Move along... nothing to see here... except potential.

Aug 09, 2009 21:04

So I get home after a long day of hanging out in Ypsi-tucky and check all of my emails and of course get more "to-dos" for Grad school. A wave of fierce terror has run through my veins... I am not ready for another mountain.

It come in waves... the anxiety and fear. I'm not one of those people that can sit in the shallow end and let the little waves calm them. My big ass is WAY out in deadliest catch type waves challenging the Gods. I was told in middle school that I came from nothing and I would turn out to be nothing. I was told the same thing in high school. During that time I would strive to do the opposite because I wanted to prove them wrong and be an ass. Now I'm out there on my own motivation and its hard to keep up.

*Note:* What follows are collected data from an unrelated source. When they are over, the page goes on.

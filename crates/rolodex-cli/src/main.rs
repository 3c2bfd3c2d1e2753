mod commands;
mod error;
mod util;

use anyhow::{Context as _, Result};
use clap::{Parser, Subcommand};
use std::path::PathBuf;
use std::process::ExitCode;
use std::time::Duration;
use tracing::debug;

use crate::commands::{completions, contacts, groups, lookup, status, Context};
use crate::error::{exit_code_for, report_error};
use rolodex_bridge::{AddressBook, BridgeOptions};
use rolodex_config as config;

#[derive(Debug, Parser)]
#[command(name = "rolodex", version, about = "Apple Contacts from the terminal")]
struct Cli {
    #[arg(long, global = true)]
    config: Option<PathBuf>,
    #[arg(long, global = true)]
    json: bool,
    #[arg(long, short, global = true)]
    verbose: bool,
    #[command(subcommand)]
    command: Command,
}

#[derive(Debug, Subcommand)]
enum Command {
    /// Show Contacts authorization status
    Status(status::StatusArgs),
    /// Request Contacts access
    Authorize(status::AuthorizeArgs),
    List(contacts::ListArgs),
    Search(contacts::SearchArgs),
    Get(contacts::GetArgs),
    Create(contacts::CreateArgs),
    Update(contacts::UpdateArgs),
    Delete(contacts::DeleteArgs),
    #[command(subcommand)]
    Groups(groups::GroupsCommand),
    /// Look up a contact by phone number
    Lookup(lookup::LookupArgs),
    /// Generate shell completions
    Completions(completions::CompletionsArgs),
}

fn main() -> ExitCode {
    let cli = Cli::parse();
    let verbose = cli.verbose;
    init_logging(verbose);
    match run(cli) {
        Ok(()) => ExitCode::SUCCESS,
        Err(err) => {
            report_error(&err, verbose);
            exit_code_for(&err)
        }
    }
}

fn run(cli: Cli) -> Result<()> {
    let Cli {
        config: config_path,
        json,
        verbose,
        command,
    } = cli;

    match command {
        Command::Completions(args) => completions::emit(args),
        command => {
            let app_config = config::load(config_path.clone()).with_context(|| "load config")?;
            if verbose {
                match config::resolve_config_path(config_path) {
                    Ok(path) => {
                        if path.exists() {
                            debug!(path = %path.display(), "config resolved");
                        } else {
                            debug!(path = %path.display(), "config missing, using defaults");
                        }
                    }
                    Err(err) => {
                        debug!(error = %err, "config unavailable");
                    }
                }
            }

            let mut options = BridgeOptions::default();
            if let Some(interpreter) = app_config.interpreter {
                options.interpreter = interpreter;
            }
            options.script_timeout = Duration::from_secs(app_config.script_timeout_secs);
            options.lookup_timeout = Duration::from_secs(app_config.lookup_timeout_secs);
            options.list_limit = app_config.list_limit;

            let book = AddressBook::new(options);
            let ctx = Context { book: &book, json };

            match command {
                Command::Status(args) => status::show_status(&ctx, args),
                Command::Authorize(args) => status::authorize(&ctx, args),
                Command::List(args) => contacts::list_contacts(&ctx, args),
                Command::Search(args) => contacts::search_contacts(&ctx, args),
                Command::Get(args) => contacts::get_contact(&ctx, args),
                Command::Create(args) => contacts::create_contact(&ctx, args),
                Command::Update(args) => contacts::update_contact(&ctx, args),
                Command::Delete(args) => contacts::delete_contact(&ctx, args),
                Command::Groups(cmd) => match cmd {
                    groups::GroupsCommand::Ls(args) => groups::list_groups(&ctx, args),
                    groups::GroupsCommand::Members(args) => groups::group_members(&ctx, args),
                },
                Command::Lookup(args) => lookup::lookup_phone(&ctx, args),
                Command::Completions(_) => {
                    unreachable!("completions command handled before bridge setup")
                }
            }
        }
    }
}

fn init_logging(verbose: bool) {
    use tracing_subscriber::{fmt, EnvFilter};
    let default_level = if verbose { "debug" } else { "warn" };
    let filter =
        EnvFilter::try_from_default_env().unwrap_or_else(|_| EnvFilter::new(default_level));
    let _ = fmt()
        .with_env_filter(filter)
        .with_target(false)
        .without_time()
        .try_init();
}
use crate::commands::{print_json, Context};
use anyhow::Result;
use clap::Args;

#[derive(Debug, Args)]
pub struct LookupArgs {
    /// Phone number to look up (e.g. +31648502148)
    pub phone_number: String,
}

pub fn lookup_phone(ctx: &Context<'_>, args: LookupArgs) -> Result<()> {
    let contact = ctx.book.lookup_by_phone(&args.phone_number)?;
    if ctx.json {
        return match &contact {
            Some(contact) => print_json(contact),
            None => print_json(&serde_json::json!({ "found": false })),
        };
    }
    match contact {
        Some(contact) => println!("{}", contact.full_name),
        None => println!("Unknown"),
    }
    Ok(())
}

Ive done all the things Ive read other successful born trash do to break out of lower class. I read books about Warren Buffet, Oprah, I hang out with people that are forward moving, capable, innovative, caring, intelligent and open minded. I don't do drugs. I hardly drink. I fixed most of my teeth and wear a bra. I still however have those trashy moments when I want to fight some one for staring or give up on my professional dreams and get knocked up and get "assistance"...btw its not assistance if its completely supporting you.

I have a desire in me to help. It comes from my mother. She does the same thing. Gives until her body gives out and she's too tired to do much more. We martyr ourselves as a way of paying where we come from for what we have. No matter how little is in our pocket... its not supposed to be there. At least that's how I look at it.

Everything is a mountain. I put so much emphasis on perfection and execution, that it all turns into an "up". Something that has to be climbed, chipped away at, maneuvered. My goal with the next chapters in my life are to make those ups turn into paths. Just a continuance of the last thing I was doing.

So next week I will find renters for my rental property, order supplies for Grad School,begin outpatient weight management, finish a few websites, set up appointment with broker, shoot a few commercial projects, read 2 books and not drink more than one red bull a day, go on a southern adventure... all before Thursday.

I repeat... its just a path... not a mountain.